As a web developer, I noticed that some elements such as very big tables struggle to render on 4K but are absolutely fine at 1080p. I would assume that means the CPU and/or GPU are more taxed to draw at higher resolution, and therefore I assume they would draw more power. I might be mistaken. Do you speak by experience?
I'm a flutter dev, and I've seen testimonies from a former Windows 98 dev about limiting the number of redraws in the shell.
There's deffo extra overhead, but it's not linear - 4k being 4 times as many pixels as 1080p doesn't mean 4k the work to render after the first frame, as the browser/framework will cache certain layout elements.
The initial layout is still expensive, though, so big tables will take longer, but that big table at high Res will probably be less chuggy when scrolling once loaded.

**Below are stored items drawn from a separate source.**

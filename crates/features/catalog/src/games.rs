use crate::CatalogInner;
use crate::error::{CatalogError, invalid};
use crate::model::{Game, Project};
use crate::projects::ensure_editor;
use chrono::Utc;
use pmgr_kernel::domain::constants::fields;
use pmgr_kernel::domain::project::ProjectKey;

impl CatalogInner {
    #[must_use]
    pub fn games(&self) -> Vec<Game> {
        let mut games: Vec<Game> = self.store.read().games.values().cloned().collect();
        games.sort_by(|a, b| a.name.cmp(&b.name));
        games
    }

    /// Marks the project as supporting a game, addressed by slug or basename.
    ///
    /// # Errors
    ///
    /// Rejects unknown games and games already linked.
    pub fn add_game(&self, key: &ProjectKey, game: &str, actor: u64) -> Result<Project, CatalogError> {
        let mut state = self.store.write();
        let slug = state
            .games
            .values()
            .find(|known| known.slug == game || known.basename == game)
            .map(|known| known.slug.clone())
            .ok_or_else(|| invalid(fields::GAME, format!("Invalid game \"{game}\".")))?;

        let project = state.project_mut(key)?;
        ensure_editor(project, actor)?;
        if project.supported_games.contains(&slug) {
            return Err(invalid(fields::GAME, format!("Game already linked to {}.", key.kind)));
        }
        project.supported_games.push(slug);
        project.modified = Utc::now();
        Ok(project.clone())
    }

    /// # Errors
    ///
    /// [`CatalogError::NotFound`] when the game is not linked.
    pub fn remove_game(&self, key: &ProjectKey, game: &str, actor: u64) -> Result<Project, CatalogError> {
        let mut state = self.store.write();
        let slug = state
            .games
            .values()
            .find(|known| known.slug == game || known.basename == game)
            .map_or_else(|| game.to_owned(), |known| known.slug.clone());

        let project = state.project_mut(key)?;
        ensure_editor(project, actor)?;
        let before = project.supported_games.len();
        project.supported_games.retain(|linked| *linked != slug);
        if project.supported_games.len() == before {
            return Err(CatalogError::not_found(format!(
                "Game \"{game}\" not linked to {}.",
                key.kind
            )));
        }
        project.modified = Utc::now();
        Ok(project.clone())
    }
}
mod common;

use common::{HELPER, OWNER, STRANGER, fixture, new_project, plugin_zip, png};
use pmgr_catalog::CatalogError;
use pmgr_kernel::domain::project::{ProjectKey, ProjectKind};

async fn with_plugin() -> (common::Fixture, ProjectKey) {
    let fx = fixture().await;
    fx.catalog
        .create_project(ProjectKind::Plugin, None, new_project("GunGame", "1.0"), plugin_zip("gungame"), OWNER)
        .await
        .expect("created");
    (fx, ProjectKey::plugin("gungame"))
}

#[tokio::test]
async fn logo_is_stored_under_the_project() {
    let (fx, key) = with_plugin().await;
    let project = fx.catalog.set_logo(&key, png(64, 64), OWNER).await.expect("logo");

    assert_eq!(project.logo.as_deref(), Some("logos/plugins/gungame.png"));
    assert!(fx.media_file("logos/plugins/gungame.png").is_file());
}

#[tokio::test]
async fn oversized_or_broken_logos_are_rejected() {
    let (fx, key) = with_plugin().await;

    let err = fx.catalog.set_logo(&key, png(201, 10), OWNER).await.expect_err("too wide");
    assert_eq!(
        err.violation().map(|v| v.message.to_string()).as_deref(),
        Some("Logo width must be no more than 200.")
    );

    let err = fx.catalog.set_logo(&key, b"GIF89a".to_vec(), OWNER).await.expect_err("not an image");
    assert_eq!(err.violation().map(|v| v.field), Some("logo"));

    let err = fx.catalog.set_logo(&key, png(8, 8), STRANGER).await.expect_err("not an editor");
    assert!(matches!(err, CatalogError::Forbidden { .. }));
}

#[tokio::test]
async fn images_are_numbered_and_removable() {
    let (fx, key) = with_plugin().await;
    let catalog = &fx.catalog;
    catalog.add_contributor(&key, "helper", OWNER).expect("contributor");

    let first = catalog.add_image(&key, png(32, 32), OWNER).await.expect("first");
    let second = catalog.add_image(&key, png(32, 32), HELPER).await.expect("second");
    assert_eq!(first.file, "images/plugins/gungame/0001.png");
    assert_eq!(second.file, "images/plugins/gungame/0002.png");

    catalog.remove_image(&key, &first.id, OWNER).await.expect("removed");
    assert!(!fx.media_file(&first.file).exists());
    let third = catalog.add_image(&key, png(32, 32), OWNER).await.expect("third");
    assert_eq!(third.file, "images/plugins/gungame/0003.png");

    let err = catalog.remove_image(&key, "missing", OWNER).await.expect_err("unknown");
    assert!(matches!(err, CatalogError::NotFound { .. }));
}

#[tokio::test]
async fn image_limit_is_enforced() {
    let (fx, key) = with_plugin().await;
    for _ in 0..10 {
        fx.catalog.add_image(&key, png(16, 16), OWNER).await.expect("image");
    }
    let err = fx.catalog.add_image(&key, png(16, 16), OWNER).await.expect_err("limit");
    assert_eq!(
        err.violation().map(|v| v.message.to_string()).as_deref(),
        Some("Maximum number of images (10) reached.")
    );
}

#[tokio::test(flavor = "multi_thread", worker_threads = 4)]
async fn concurrent_images_get_their_own_files() {
    let (fx, key) = with_plugin().await;

    let (a, b) = tokio::join!(
        fx.catalog.add_image(&key, png(32, 32), OWNER),
        fx.catalog.add_image(&key, png(48, 48), OWNER),
    );
    let (a, b) = (a.expect("first image"), b.expect("second image"));
    assert_ne!(a.file, b.file);
    assert!(fx.media_file(&a.file).is_file());
    assert!(fx.media_file(&b.file).is_file());

    fx.catalog.remove_image(&key, &a.id, OWNER).await.expect("removed");
    assert!(!fx.media_file(&a.file).exists());
    assert!(fx.media_file(&b.file).is_file());

    let next = fx.catalog.add_image(&key, png(16, 16), OWNER).await.expect("third image");
    assert_ne!(next.file, b.file);
}
use crate::CatalogInner;
use crate::error::{CatalogError, invalid};
use crate::model::{ForumUser, Project};
use crate::projects::ensure_owner;
use chrono::Utc;
use pmgr_kernel::domain::constants::{USERNAME_MAX_LENGTH, fields};
use pmgr_kernel::domain::project::ProjectKey;
use pmgr_kernel::validation::{check_length, check_required};
use tracing::info;

/// Projects a user owns and the ones they contribute to.
#[derive(Debug, Clone, Default, PartialEq, Eq)]
pub struct UserProjects {
    pub owned: Vec<Project>,
    pub contributions: Vec<Project>,
}

impl CatalogInner {
    /// # Errors
    ///
    /// Rejects blank or long usernames; [`CatalogError::Conflict`] when the forum id or the
    /// username is already registered.
    pub fn register_user(&self, forum_id: u64, username: &str) -> Result<ForumUser, CatalogError> {
        let username = username.trim();
        check_required(fields::USERNAME, username)?;
        check_length(fields::USERNAME, username, USERNAME_MAX_LENGTH)?;

        let mut state = self.store.write();
        if state.users.contains_key(&forum_id) {
            return Err(CatalogError::conflict(
                "forum_id",
                format!("Forum user {forum_id} already registered."),
            ));
        }
        if state.user_by_name(username).is_some() {
            return Err(CatalogError::conflict(
                fields::USERNAME,
                format!("Username \"{username}\" already taken."),
            ));
        }

        let user = ForumUser { forum_id, username: username.to_owned(), created: Utc::now() };
        state.users.insert(forum_id, user.clone());
        info!(forum_id, %username, "User registered");
        Ok(user)
    }

    /// # Errors
    ///
    /// [`CatalogError::NotFound`] for unknown forum ids.
    pub fn user(&self, forum_id: u64) -> Result<ForumUser, CatalogError> {
        self.store
            .read()
            .users
            .get(&forum_id)
            .cloned()
            .ok_or_else(|| CatalogError::not_found(format!("No user with forum id {forum_id}.")))
    }

    /// All users by username.
    #[must_use]
    pub fn users(&self) -> Vec<ForumUser> {
        let mut users: Vec<ForumUser> = self.store.read().users.values().cloned().collect();
        users.sort_by(|a, b| a.username.to_lowercase().cmp(&b.username.to_lowercase()));
        users
    }

    /// # Errors
    ///
    /// [`CatalogError::NotFound`] for unknown forum ids.
    pub fn user_projects(&self, forum_id: u64) -> Result<UserProjects, CatalogError> {
        self.user(forum_id)?;
        let state = self.store.read();
        let mut projects = UserProjects::default();
        for project in state.projects.values() {
            if project.is_owner(forum_id) {
                projects.owned.push(project.clone());
            } else if project.contributors.contains(&forum_id) {
                projects.contributions.push(project.clone());
            }
        }
        projects.owned.sort_by(|a, b| a.name.cmp(&b.name));
        projects.contributions.sort_by(|a, b| a.name.cmp(&b.name));
        Ok(projects)
    }

    /// Owner only.
    ///
    /// # Errors
    ///
    /// Rejects unknown users, the owner and existing contributors.
    pub fn add_contributor(
        &self,
        key: &ProjectKey,
        username: &str,
        actor: u64,
    ) -> Result<Project, CatalogError> {
        let mut state = self.store.write();
        let user = state
            .user_by_name(username)
            .map(|user| user.forum_id)
            .ok_or_else(|| invalid(fields::USERNAME, format!("No user named \"{username}\".")))?;

        let project = state.project_mut(key)?;
        ensure_owner(project, actor)?;
        if project.is_owner(user) {
            return Err(invalid(
                fields::USERNAME,
                format!("User {username} is the owner, cannot add as a contributor."),
            ));
        }
        if project.contributors.contains(&user) {
            return Err(invalid(
                fields::USERNAME,
                format!("User {username} is already a contributor."),
            ));
        }

        project.contributors.push(user);
        project.modified = Utc::now();
        info!(project = %key, %username, "Contributor added");
        Ok(project.clone())
    }

    /// Owner only.
    ///
    /// # Errors
    ///
    /// [`CatalogError::NotFound`] when the user does not contribute to the project.
    pub fn remove_contributor(
        &self,
        key: &ProjectKey,
        username: &str,
        actor: u64,
    ) -> Result<Project, CatalogError> {
        let mut state = self.store.write();
        let user = state.user_by_name(username).map(|user| user.forum_id);
        let project = state.project_mut(key)?;
        ensure_owner(project, actor)?;

        let before = project.contributors.len();
        project.contributors.retain(|id| Some(*id) != user);
        if project.contributors.len() == before {
            return Err(CatalogError::not_found(format!("User {username} is not a contributor.")));
        }
        project.modified = Utc::now();
        Ok(project.clone())
    }
}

I am not sure... in the case I'm referring to, they were lagging also when scrolling. But it was React, so native browser rendering. And they were actually very large tables, so we had to do some funny things like viewport culling (see react-window).
For what it's worth I've never had any similar performance issues with tables in Flutter (web with the canvas-based render engine, not Android) when applying the same culling technique, they just ran fine at any resolution. Different hardware, though, so it's not an apple to apple comparison.
In any case just to be safe I would personally assume less pixels = less work = less power = more battery life. My opinion is very unscientific though.